When I started meditating, I thought it was all about me. I felt stressed, my mind was chaotic, panic was overwhelming my body, I needed something to calm me down. I was highly focused on myself and my problems, and I saw meditation as something that might help me cope. It has helped me cope, but increasingly this has happened not just through allowing me to work more skilfully with my internal experience, but by expanding my capacity to be and stay in relationship with others. Opening up to a wider space of awareness and connection, via the practice of mindfulness, has made it a lot less claustrophobic in here.
This expansion seems to have happened quite organically. First I began to discover that my automatic patterns of reacting to events weren’t just happening in my inner space—the thoughts, emotions and body sensations I was having also impacted on how I operated in the world. When I felt angry with someone, I’d instinctively avoid them, amoeba-like, pulling out of connection and into isolation. In meditation, I began to see this pattern clearly.
Withdrawal can be a way of not getting hurt in the short term, but it tends to make for a somewhat lonely and limited existence.

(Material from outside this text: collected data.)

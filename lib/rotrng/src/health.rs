// This Source Code Form is subject to the terms of the Mozilla Public
// License, v. 2.0. If a copy of the MPL was not distributed with this
// file, You can obtain one at https://mozilla.org/MPL/2.0/.

//! Power-on self-tests.
//!
//! Each silicon revision has one known-answer vector: a fixed
//! seed/personalization pair whose first 32 generated bytes are pinned.
//! A mismatch means the cipher pipeline or the DRBG core is broken and
//! the device must not be used. The health test exercises the live
//! entropy path the same way, minus the fixed answer.

use crate::engine::Trng;
use crate::regs::TrngPort;
use drv_rng_api::{
    Config, IpVersion, Mode, RngError, Seed, PSTR_LEN, SECURITY_STRENGTH,
};

const KAT_V1_SEED: [u8; 48] = [
    0x3b, 0xc3, 0xed, 0x64, 0xf4, 0x80, 0x1c, 0xc7, 0x14, 0xcc, 0x35, 0xed,
    0x57, 0x01, 0x2a, 0xe4, 0xbc, 0xef, 0xde, 0xf6, 0x7c, 0x46, 0xa6, 0x34,
    0xc6, 0x79, 0xe8, 0x91, 0x5d, 0xb1, 0xdb, 0xa7, 0x49, 0xa5, 0xbb, 0x4f,
    0xed, 0x30, 0xb3, 0x7b, 0xa9, 0x8b, 0xf5, 0x56, 0x4d, 0x40, 0x18, 0x9f,
];

const KAT_V1_PSTR: [u8; PSTR_LEN] = [
    0xb2, 0x80, 0x7e, 0x4c, 0xd0, 0xe4, 0xe2, 0xa9, 0x2f, 0x1f, 0x5d, 0xc1,
    0xa2, 0x1f, 0x40, 0xfc, 0x1f, 0x24, 0x5d, 0x42, 0x61, 0x80, 0xe6, 0xe9,
    0x71, 0x05, 0x17, 0x5b, 0xaf, 0x70, 0x30, 0x18, 0xbc, 0x23, 0x18, 0x15,
    0xcb, 0xb8, 0xa6, 0x3e, 0x83, 0xb8, 0x4a, 0xfe, 0x38, 0xfc, 0x25, 0x87,
];

pub const KAT_V1_EXPECTED: [u8; SECURITY_STRENGTH] = [
    0x91, 0x9a, 0x6b, 0x99, 0xd5, 0xbc, 0x2c, 0x11, 0x5f, 0x3a, 0xfc, 0x0b,
    0x0e, 0x7b, 0xc7, 0x69, 0x4d, 0xe1, 0xe5, 0xfe, 0x59, 0x9e, 0xaa, 0x41,
    0xd3, 0x48, 0xfd, 0x3d, 0xd2, 0xc4, 0x50, 0x1e,
];

const KAT_V2_SEED: [u8; 128] = [
    0xe4, 0x9b, 0xf6, 0x80, 0xb2, 0x14, 0xb2, 0xc6, 0x20, 0x4f, 0x26, 0x1a,
    0x0e, 0xd8, 0xe9, 0x76, 0x51, 0x48, 0x61, 0xa4, 0x60, 0x6e, 0x1d, 0x7a,
    0x62, 0x0a, 0x2f, 0xd1, 0x2e, 0x2b, 0xf1, 0x23, 0x13, 0x65, 0x2c, 0x45,
    0x00, 0x08, 0x06, 0xf7, 0xff, 0xf9, 0x0d, 0x77, 0x2a, 0x3b, 0x43, 0x7f,
    0xdf, 0x99, 0x2e, 0x21, 0x49, 0xd2, 0xee, 0xfd, 0x97, 0x08, 0x08, 0xd4,
    0x4c, 0xe7, 0xcb, 0xa1, 0x1e, 0x96, 0xa0, 0x3f, 0x38, 0x7c, 0x38, 0x7d,
    0x15, 0xce, 0x30, 0x99, 0xd1, 0xe4, 0xcb, 0x47, 0x81, 0xeb, 0x60, 0xa2,
    0x74, 0x00, 0xbd, 0x0b, 0xb2, 0xe4, 0x58, 0x12, 0x55, 0x63, 0x23, 0x4a,
    0xec, 0xe0, 0x59, 0xd3, 0x7d, 0x37, 0x88, 0x05, 0xa0, 0xa3, 0x93, 0x02,
    0x24, 0x6a, 0x05, 0x8f, 0x5e, 0xef, 0x0b, 0xf2, 0xd7, 0x81, 0xc5, 0xf6,
    0xa9, 0x48, 0x62, 0x3d, 0x17, 0xed, 0xc8, 0xaf,
];

const KAT_V2_RESEED: [u8; 128] = [
    0x8a, 0x4e, 0x28, 0x68, 0x66, 0x20, 0x28, 0x63, 0x4d, 0xd4, 0x98, 0xe5,
    0x39, 0x75, 0xb6, 0xfc, 0x6c, 0xc5, 0x83, 0x44, 0x18, 0x36, 0x5a, 0xad,
    0x61, 0x83, 0xb9, 0xd5, 0x80, 0xc0, 0xbc, 0xb1, 0x6e, 0x16, 0xad, 0x7f,
    0x23, 0x65, 0x3b, 0x8f, 0x21, 0xf0, 0x51, 0x8c, 0x53, 0x46, 0x22, 0xc9,
    0x94, 0x75, 0x5e, 0xe6, 0x49, 0x91, 0x0e, 0xe4, 0x97, 0xdd, 0x4d, 0x2f,
    0x8f, 0x82, 0x95, 0x7b, 0x42, 0x1f, 0x28, 0x3e, 0x35, 0xd5, 0x2d, 0x9d,
    0x02, 0x2b, 0xa6, 0x3b, 0x10, 0x1f, 0x98, 0xed, 0xeb, 0x15, 0x7b, 0x02,
    0x1a, 0x67, 0xbe, 0xe5, 0xf8, 0xff, 0xd0, 0x23, 0x5c, 0xf3, 0xc9, 0x80,
    0xc2, 0xa4, 0x31, 0xbd, 0x30, 0x8a, 0x19, 0xdb, 0xb6, 0x41, 0xd7, 0xa5,
    0x0b, 0x6d, 0xc1, 0xb1, 0x7b, 0x74, 0x28, 0x3a, 0x5d, 0x3a, 0x72, 0x80,
    0xdc, 0x08, 0x9a, 0x6e, 0xab, 0x5e, 0xb2, 0xff,
];

const KAT_V2_PSTR: [u8; PSTR_LEN] = [
    0xed, 0xac, 0x42, 0x70, 0xb8, 0x2a, 0x5a, 0xd3, 0xb5, 0xcb, 0xd6, 0xac,
    0xb6, 0x3d, 0xc8, 0x9f, 0x09, 0x2f, 0xcd, 0xfe, 0x2a, 0x5a, 0xc1, 0x15,
    0x6e, 0xb4, 0xec, 0x9d, 0x26, 0x12, 0x84, 0xfa, 0x5f, 0x8f, 0x1a, 0x15,
    0x6c, 0xdc, 0x87, 0x9a, 0x47, 0x2c, 0x44, 0x1f, 0x5d, 0x9e, 0xd4, 0xb7,
];

pub const KAT_V2_EXPECTED: [u8; SECURITY_STRENGTH] = [
    0xee, 0xa7, 0x5b, 0xb6, 0x2b, 0x97, 0xf0, 0xc0, 0x0f, 0xd6, 0xab, 0x13,
    0x00, 0x87, 0x7e, 0xf4, 0x00, 0x7f, 0xd7, 0x56, 0xfe, 0xe5, 0xdf, 0xa6,
    0x55, 0x5b, 0xb2, 0x86, 0xdd, 0x81, 0x73, 0xb2,
];

/// Run the known-answer test for the instance's silicon revision. The
/// instance must be (and is left) uninitialized.
pub fn kat<P: TrngPort>(trng: &mut Trng<P>) -> Result<(), RngError> {
    match trng.version() {
        IpVersion::V1 => kat_v1(trng),
        IpVersion::V2 => kat_v2(trng),
    }
}

/// V1 vector: externally seeded, DF over a 48-byte seed plus
/// personalization string, first 32 output bytes pinned.
pub fn kat_v1<P: TrngPort>(trng: &mut Trng<P>) -> Result<(), RngError> {
    let cfg = Config {
        mode: Mode::Drng,
        seed_life: 5,
        dfmul: 2,
        df_disable: false,
        predict_en: false,
        init_seed: Some(Seed::new(&KAT_V1_SEED)?),
        pstr: Some(KAT_V1_PSTR),
    };
    trng.instantiate(&cfg)?;

    let mut out = [0u8; SECURITY_STRENGTH];
    trng.generate(&mut out, false)?;
    finish_kat(trng, &out, &KAT_V1_EXPECTED)
}

/// V2 vector: serial 128-byte seed, a reseed with a second fixed seed,
/// then the pinned 32 bytes.
pub fn kat_v2<P: TrngPort>(trng: &mut Trng<P>) -> Result<(), RngError> {
    let cfg = Config {
        mode: Mode::Drng,
        seed_life: 2,
        dfmul: 7,
        df_disable: false,
        predict_en: false,
        init_seed: Some(Seed::new(&KAT_V2_SEED)?),
        pstr: Some(KAT_V2_PSTR),
    };
    trng.instantiate(&cfg)?;
    trng.reseed(Some(&KAT_V2_RESEED), 7)?;

    let mut out = [0u8; SECURITY_STRENGTH];
    trng.generate(&mut out, false)?;
    finish_kat(trng, &out, &KAT_V2_EXPECTED)
}

fn finish_kat<P: TrngPort>(
    trng: &mut Trng<P>,
    out: &[u8; SECURITY_STRENGTH],
    expected: &[u8; SECURITY_STRENGTH],
) -> Result<(), RngError> {
    if out != expected {
        log::error!("known-answer test mismatch; refusing to run");
        trng.mark_error();
        return Err(RngError::SelfTestFail);
    }
    trng.release();
    Ok(())
}

/// Smoke test of the live entropy path: seed the DRBG from the
/// oscillators through the DF, then tear back down.
pub fn health_test<P: TrngPort>(trng: &mut Trng<P>) -> Result<(), RngError> {
    let cfg = Config {
        mode: Mode::Hrng,
        seed_life: 10,
        dfmul: 7,
        df_disable: false,
        predict_en: false,
        init_seed: None,
        pstr: None,
    };
    trng.instantiate(&cfg)?;
    trng.release();
    Ok(())
}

The more we contract our awareness, tighten our muscles and pull away from others, the less room there is to breathe. Opening out is risky—we’re becoming willing to make ourselves vulnerable—but it’s the only way to go for genuine contentment. As I started to notice my own isolating tendencies, I began to explore the possibility of staying present to, rather than acting on those instinctive reactions, and opting for a different response—that of maintaining connection. Mindfulness has helped me with that, too.
There’s been a persistent idea in our world that meditation means cloistering ourselves from the world, probably because we see so many images of people practicing on their own, with their eyes closed, apparently not in contact with those around them. What we don’t see, of course, is those same people getting up from their formal practice and using the awareness they’ve been cultivating to relate more empathically and kindly with others.

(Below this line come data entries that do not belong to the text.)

//! Neverallow rule catalog loading.

use std::path::Path;

use log::debug;

use crate::error::CatalogError;

/// An ordered, immutable sequence of neverallow rule expressions.
///
/// Rules are kept verbatim in load order. No uniqueness is enforced:
/// duplicate rules are legal and simply produce duplicate checks
/// downstream.
#[derive(Debug, Clone, Default, PartialEq, Eq)]
pub struct RuleCatalog {
    rules: Vec<String>,
}

impl RuleCatalog {
    /// Adopt an already-extracted sequence of rule strings verbatim.
    pub fn from_rules<I, S>(rules: I) -> Self
    where
        I: IntoIterator<Item = S>,
        S: Into<String>,
    {
        RuleCatalog {
            rules: rules.into_iter().map(Into::into).collect(),
        }
    }

    /// Parse catalog text in the policy source format the rule list is
    /// scraped from: `#` starts a comment running to end of line, blank
    /// lines are skipped, and a rule continues across physical lines until
    /// its terminating `;`. Continuation lines are joined with single
    /// spaces; the terminator is kept as part of the rule text.
    pub fn parse(text: &str) -> Result<Self, CatalogError> {
        let mut rules = Vec::new();
        let mut pending = String::new();

        for raw_line in text.lines() {
            let line = match raw_line.find('#') {
                Some(idx) => &raw_line[..idx],
                None => raw_line,
            };
            for segment in line.split_inclusive(';') {
                let terminated = segment.ends_with(';');
                let body = segment.strip_suffix(';').unwrap_or(segment).trim();
                if !body.is_empty() {
                    if !pending.is_empty() {
                        pending.push(' ');
                    }
                    pending.push_str(body);
                }
                if terminated && !pending.is_empty() {
                    pending.push(';');
                    rules.push(std::mem::take(&mut pending));
                }
            }
        }

        if !pending.is_empty() {
            return Err(CatalogError::UnterminatedRule(pending));
        }
        Ok(RuleCatalog { rules })
    }

    /// Load and parse a catalog file.
    pub fn load(path: &Path) -> Result<Self, CatalogError> {
        let text = std::fs::read_to_string(path).map_err(|source| CatalogError::Io {
            path: path.to_path_buf(),
            source,
        })?;
        let catalog = Self::parse(&text)?;
        debug!("loaded {} rules from {}", catalog.len(), path.display());
        Ok(catalog)
    }

    /// The rules, in catalog order.
    pub fn rules(&self) -> &[String] {
        &self.rules
    }

    pub fn len(&self) -> usize {
        self.rules.len()
    }

    pub fn is_empty(&self) -> bool {
        self.rules.is_empty()
    }

    pub fn iter(&self) -> impl Iterator<Item = &str> {
        self.rules.iter().map(String::as_str)
    }
}
//! sepolcheck CLI - SELinux neverallow compliance checker.

mod report;

use std::path::PathBuf;
use std::time::Duration;

use anyhow::{Context, Result};
use clap::{Parser, Subcommand};
use log::debug;

use sepolcheck_harness::{
    run_suite, AdbTransfer, StagedContext, VerifyOptions, REMOTE_POLICY_PATH,
};
use sepolcheck_suite::{cases, generate, RuleCatalog};

#[derive(Parser)]
#[command(name = "sepolcheck")]
#[command(version, about = "Check a device's SELinux policy against neverallow assertions")]
struct Cli {
    /// Enable verbose logging
    #[arg(short, long)]
    verbose: bool,

    #[command(subcommand)]
    command: Commands,
}

#[derive(Subcommand)]
enum Commands {
    /// Render the rule catalog into a generated Rust test suite
    Generate {
        /// Rule catalog file
        #[arg(short, long)]
        rules: PathBuf,

        /// Write the document here instead of stdout
        #[arg(short, long)]
        output: Option<PathBuf>,
    },

    /// Stage the analyzer, pull the device policy and check every rule
    Check {
        /// Rule catalog file
        #[arg(short, long)]
        rules: PathBuf,

        /// sepolicy-analyze binary to stage
        #[arg(short, long)]
        analyzer: PathBuf,

        /// Device serial, passed to adb as -s
        #[arg(short, long)]
        serial: Option<String>,

        /// adb binary to drive (default: found in PATH)
        #[arg(long)]
        adb: Option<PathBuf>,

        /// Policy exposure path on the device
        #[arg(long, default_value = REMOTE_POLICY_PATH)]
        remote_path: String,

        /// Per-rule analyzer timeout in seconds (default: wait forever)
        #[arg(long)]
        timeout: Option<u64>,

        /// Emit the report as JSON instead of the human summary
        #[arg(long)]
        json: bool,
    },

    /// List the parsed catalog as it would be checked
    Rules {
        /// Rule catalog file
        #[arg(short, long)]
        rules: PathBuf,
    },
}

fn main() -> Result<()> {
    let cli = Cli::parse();

    // Initialize logging
    let log_level = if cli.verbose { "debug" } else { "warn" };
    env_logger::Builder::from_env(env_logger::Env::default().default_filter_or(log_level)).init();

    match cli.command {
        Commands::Generate { rules, output } => run_generate(&rules, output.as_deref())?,
        Commands::Check {
            rules,
            analyzer,
            serial,
            adb,
            remote_path,
            timeout,
            json,
        } => {
            let code = run_check(CheckConfig {
                rules,
                analyzer,
                serial,
                adb,
                remote_path,
                timeout: timeout.map(Duration::from_secs),
                json,
            })?;
            if code != 0 {
                std::process::exit(code);
            }
        }
        Commands::Rules { rules } => {
            let catalog = load_catalog(&rules)?;
            for case in cases(&catalog) {
                println!("{}  {}", case.name, case.rule);
            }
        }
    }

    Ok(())
}

fn load_catalog(path: &std::path::Path) -> Result<RuleCatalog> {
    RuleCatalog::load(path)
        .with_context(|| format!("failed to load rule catalog {}", path.display()))
}

fn run_generate(rules: &std::path::Path, output: Option<&std::path::Path>) -> Result<()> {
    let catalog = load_catalog(rules)?;
    let document = generate(&catalog).context("failed to render test document")?;
    debug!("rendered {} checks", catalog.len());
    match output {
        Some(path) => std::fs::write(path, &document)
            .with_context(|| format!("failed to write {}", path.display()))?,
        None => print!("{document}"),
    }
    Ok(())
}

struct CheckConfig {
    rules: PathBuf,
    analyzer: PathBuf,
    serial: Option<String>,
    adb: Option<PathBuf>,
    remote_path: String,
    timeout: Option<Duration>,
    json: bool,
}

/// Run the whole compliance suite. Returns the process exit code: 0 when
/// every rule passed, 1 when at least one rule failed, 2 when setup failed
/// before any rule could be evaluated.
fn run_check(config: CheckConfig) -> Result<i32> {
    let catalog = load_catalog(&config.rules)?;
    let suite = cases(&catalog);

    let transfer = match config.adb {
        Some(path) => AdbTransfer::new(path, config.serial),
        None => match AdbTransfer::from_path_lookup(config.serial) {
            Ok(transfer) => transfer,
            Err(err) => {
                report::setup_failure(&err);
                return Ok(2);
            }
        },
    };

    let context =
        match StagedContext::stage_from_file(&config.analyzer, &transfer, &config.remote_path) {
            Ok(context) => context,
            Err(err) => {
                report::setup_failure(&err);
                return Ok(2);
            }
        };

    let options = VerifyOptions {
        timeout: config.timeout,
    };
    let suite_report = run_suite(&context, &suite, &options);

    if config.json {
        println!("{}", serde_json::to_string_pretty(&suite_report)?);
    } else {
        report::print_human(&suite_report);
    }

    Ok(if suite_report.all_passed() { 0 } else { 1 })
}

It’s good to see this misconception being challenged more regularly, especially as there’s plenty of solid research suggesting that meditation can increase our ability to relate with others. There’s also now an excellent guide to this new science and practice of mindfulness as it applies to relationships—Marsha Lucas’s book Rewire Your Brain For Love.
For a non-specialist, trying to understand the implication for our relationships of different bits of the brain growing, shrinking, firing and wiring can seem a bit like trying to enjoy a good film by going to inspect the projector, so it’s a testament to Marsha’s book that I came away feeling that it really was valuable to know what my amygdala is doing (or not doing) when I’m drawn to isolate, and how I can learn to respond in a way that would engage my orbito-medial prefrontal cortex more effectively. Rewire Your Brain For Love is a training program for the brain that leads to a more fulfilling experience of the heart, with mindfulness practice at the core of the curriculum.

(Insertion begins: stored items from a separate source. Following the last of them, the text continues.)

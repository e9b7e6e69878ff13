//! Tests for `sepolcheck generate` and `sepolcheck rules`.

use crate::common::*;

const TWO_RULES: &str = "\
# compliance catalog
neverallow domain file:file execute_no_trans;
neverallow { appdomain -shell } kmem_device:chr_file { read write };
";

#[test]
fn test_generate_emits_one_check_per_rule() {
    let dir = tempfile::tempdir().unwrap();
    let rules = write_rules(dir.path(), TWO_RULES);

    let output = run_sepolcheck(&["generate", "--rules", rules.to_str().unwrap()]);
    assert!(output.status.success(), "stderr: {}", stderr_str(&output));

    let document = stdout_str(&output);
    assert_eq!(document.matches("#[test]").count(), 2);
    assert!(document.contains("neverallow domain file:file execute_no_trans;"));
    assert!(document.contains("neverallow { appdomain -shell } kmem_device:chr_file { read write };"));
    assert!(document.contains("fn neverallow_rule_001()"));
    assert!(document.contains("fn neverallow_rule_002()"));
}

#[test]
fn test_generate_is_byte_identical_across_runs() {
    let dir = tempfile::tempdir().unwrap();
    let rules = write_rules(dir.path(), TWO_RULES);

    let first = run_sepolcheck(&["generate", "--rules", rules.to_str().unwrap()]);
    let second = run_sepolcheck(&["generate", "--rules", rules.to_str().unwrap()]);
    assert!(first.status.success() && second.status.success());
    assert_eq!(first.stdout, second.stdout);
}

#[test]
fn test_generate_writes_output_file() {
    let dir = tempfile::tempdir().unwrap();
    let rules = write_rules(dir.path(), TWO_RULES);
    let out = dir.path().join("neverallow_tests.rs");

    let output = run_sepolcheck(&[
        "generate",
        "--rules",
        rules.to_str().unwrap(),
        "--output",
        out.to_str().unwrap(),
    ]);
    assert!(output.status.success(), "stderr: {}", stderr_str(&output));
    assert!(output.stdout.is_empty());

    let document = std::fs::read_to_string(&out).unwrap();
    assert_eq!(document.matches("#[test]").count(), 2);
}

#[test]
fn test_generate_rejects_placeholder_collision() {
    let dir = tempfile::tempdir().unwrap();
    let rules = write_rules(
        dir.path(),
        "neverallow @NEVERALLOW_RULE@ file:file execute_no_trans;\n",
    );

    let output = run_sepolcheck(&["generate", "--rules", rules.to_str().unwrap()]);
    assert!(!output.status.success());
    let stderr = stderr_str(&output);
    assert!(stderr.contains("placeholder"), "stderr: {stderr}");
    assert!(stderr.contains("@NEVERALLOW_RULE@"), "stderr: {stderr}");
}

#[test]
fn test_generate_reports_missing_catalog() {
    let output = run_sepolcheck(&["generate", "--rules", "/nonexistent/rules.conf"]);
    assert!(!output.status.success());
    assert!(stderr_str(&output).contains("/nonexistent/rules.conf"));
}

#[test]
fn test_rules_lists_catalog_in_order() {
    let dir = tempfile::tempdir().unwrap();
    let rules = write_rules(dir.path(), TWO_RULES);

    let output = run_sepolcheck(&["rules", "--rules", rules.to_str().unwrap()]);
    assert!(output.status.success());

    let stdout = stdout_str(&output);
    let lines: Vec<&str> = stdout.lines().collect();
    assert_eq!(lines.len(), 2);
    assert!(lines[0].starts_with("neverallow_rule_001"));
    assert!(lines[0].contains("neverallow domain file:file execute_no_trans;"));
    assert!(lines[1].starts_with("neverallow_rule_002"));
}
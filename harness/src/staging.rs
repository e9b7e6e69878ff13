//! One-time staging of the analyzer and the device policy snapshot.

use std::io::Write;
use std::path::Path;

use log::{debug, info};
use tempfile::TempPath;

use crate::device::DeviceTransfer;
use crate::error::{AcquisitionError, SetupError, StagingError};

/// The two locally materialized inputs every rule check reads: the staged
/// analyzer executable and the pulled policy snapshot.
///
/// A context is only obtainable through [`StagedContext::stage`], so
/// staging runs exactly once per suite and every verification call borrows
/// the same immutable paths. Both files are deleted when the context is
/// dropped, on every exit path.
pub struct StagedContext {
    analyzer: TempPath,
    policy: TempPath,
}

impl StagedContext {
    /// Stage the analyzer from raw resource bytes, then pull the device
    /// policy from `remote_path`. Either step failing aborts the suite
    /// before any rule is evaluated.
    pub fn stage(
        analyzer_bytes: &[u8],
        transfer: &dyn DeviceTransfer,
        remote_path: &str,
    ) -> Result<Self, SetupError> {
        let analyzer = stage_analyzer(analyzer_bytes)?;
        let policy = acquire_policy(transfer, remote_path)?;
        info!(
            "staged analyzer at {}, policy snapshot at {}",
            analyzer.display(),
            policy.display()
        );
        Ok(StagedContext { analyzer, policy })
    }

    /// Stage from an analyzer binary on disk (how the packaged suite ships
    /// its bundled resource).
    pub fn stage_from_file(
        analyzer: &Path,
        transfer: &dyn DeviceTransfer,
        remote_path: &str,
    ) -> Result<Self, SetupError> {
        let bytes = std::fs::read(analyzer).map_err(|source| StagingError::Resource {
            path: analyzer.to_path_buf(),
            source,
        })?;
        Self::stage(&bytes, transfer, remote_path)
    }

    pub fn analyzer_path(&self) -> &Path {
        &self.analyzer
    }

    pub fn policy_path(&self) -> &Path {
        &self.policy
    }
}

/// Copy the analyzer resource byte-for-byte into a fresh temp file and mark
/// it executable.
fn stage_analyzer(bytes: &[u8]) -> Result<TempPath, StagingError> {
    let mut file = tempfile::Builder::new()
        .prefix("sepolcheck-analyze-")
        .tempfile()
        .map_err(StagingError::TempFile)?;
    file.write_all(bytes).map_err(StagingError::Write)?;
    file.flush().map_err(StagingError::Write)?;

    #[cfg(unix)]
    {
        use std::os::unix::fs::PermissionsExt;
        file.as_file()
            .set_permissions(std::fs::Permissions::from_mode(0o755))
            .map_err(StagingError::Permissions)?;
    }

    Ok(file.into_temp_path())
}

fn acquire_policy(
    transfer: &dyn DeviceTransfer,
    remote_path: &str,
) -> Result<TempPath, AcquisitionError> {
    let file = tempfile::Builder::new()
        .prefix("sepolcheck-policy-")
        .tempfile()
        .map_err(AcquisitionError::TempFile)?;
    let path = file.into_temp_path();
    transfer.pull(remote_path, &path)?;
    debug!("device policy pulled from {remote_path}");
    Ok(path)
}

Taking a physiological approach to what’s happening in our relationships seems to have the welcome effect of empowering us to understand and change them. We can see that it’s not our personal failing that we get angry, hurt and confused, and that we misinterpret our loved ones and their actions—it’s simply part of our shared human heritage. The great news about the science of mindfulness is that it shows we don’t have to be totally enslaved to our patterns—the brain is far more plastic than we once thought, and meditation can help us rewire it in the direction of fulfilling connection with others.
I haven’t had the privilege of before and after scans to see what’s happening in my own brain, but I do know that in the ten years I’ve been practicing, my relationships have shifted from the non-existent or fractious gradually towards ever-greater degrees of closeness. I’m about to celebrate a second wedding anniversary, and I feel a deep, loving bond with both my wife and eight-month-old son, and a stronger and growing sense of connection with family, friends, colleagues and community. A decade ago, I couldn’t imagine such a situation.
Hopefully, there will soon be more studies and more books like Marsha’s that show how mindfulness helps us approach and enjoy fulfilling relationships. And they will encourage more people like me to engage with this liberating practice—not just for themselves, but for their loved ones, and indeed, for the world at large.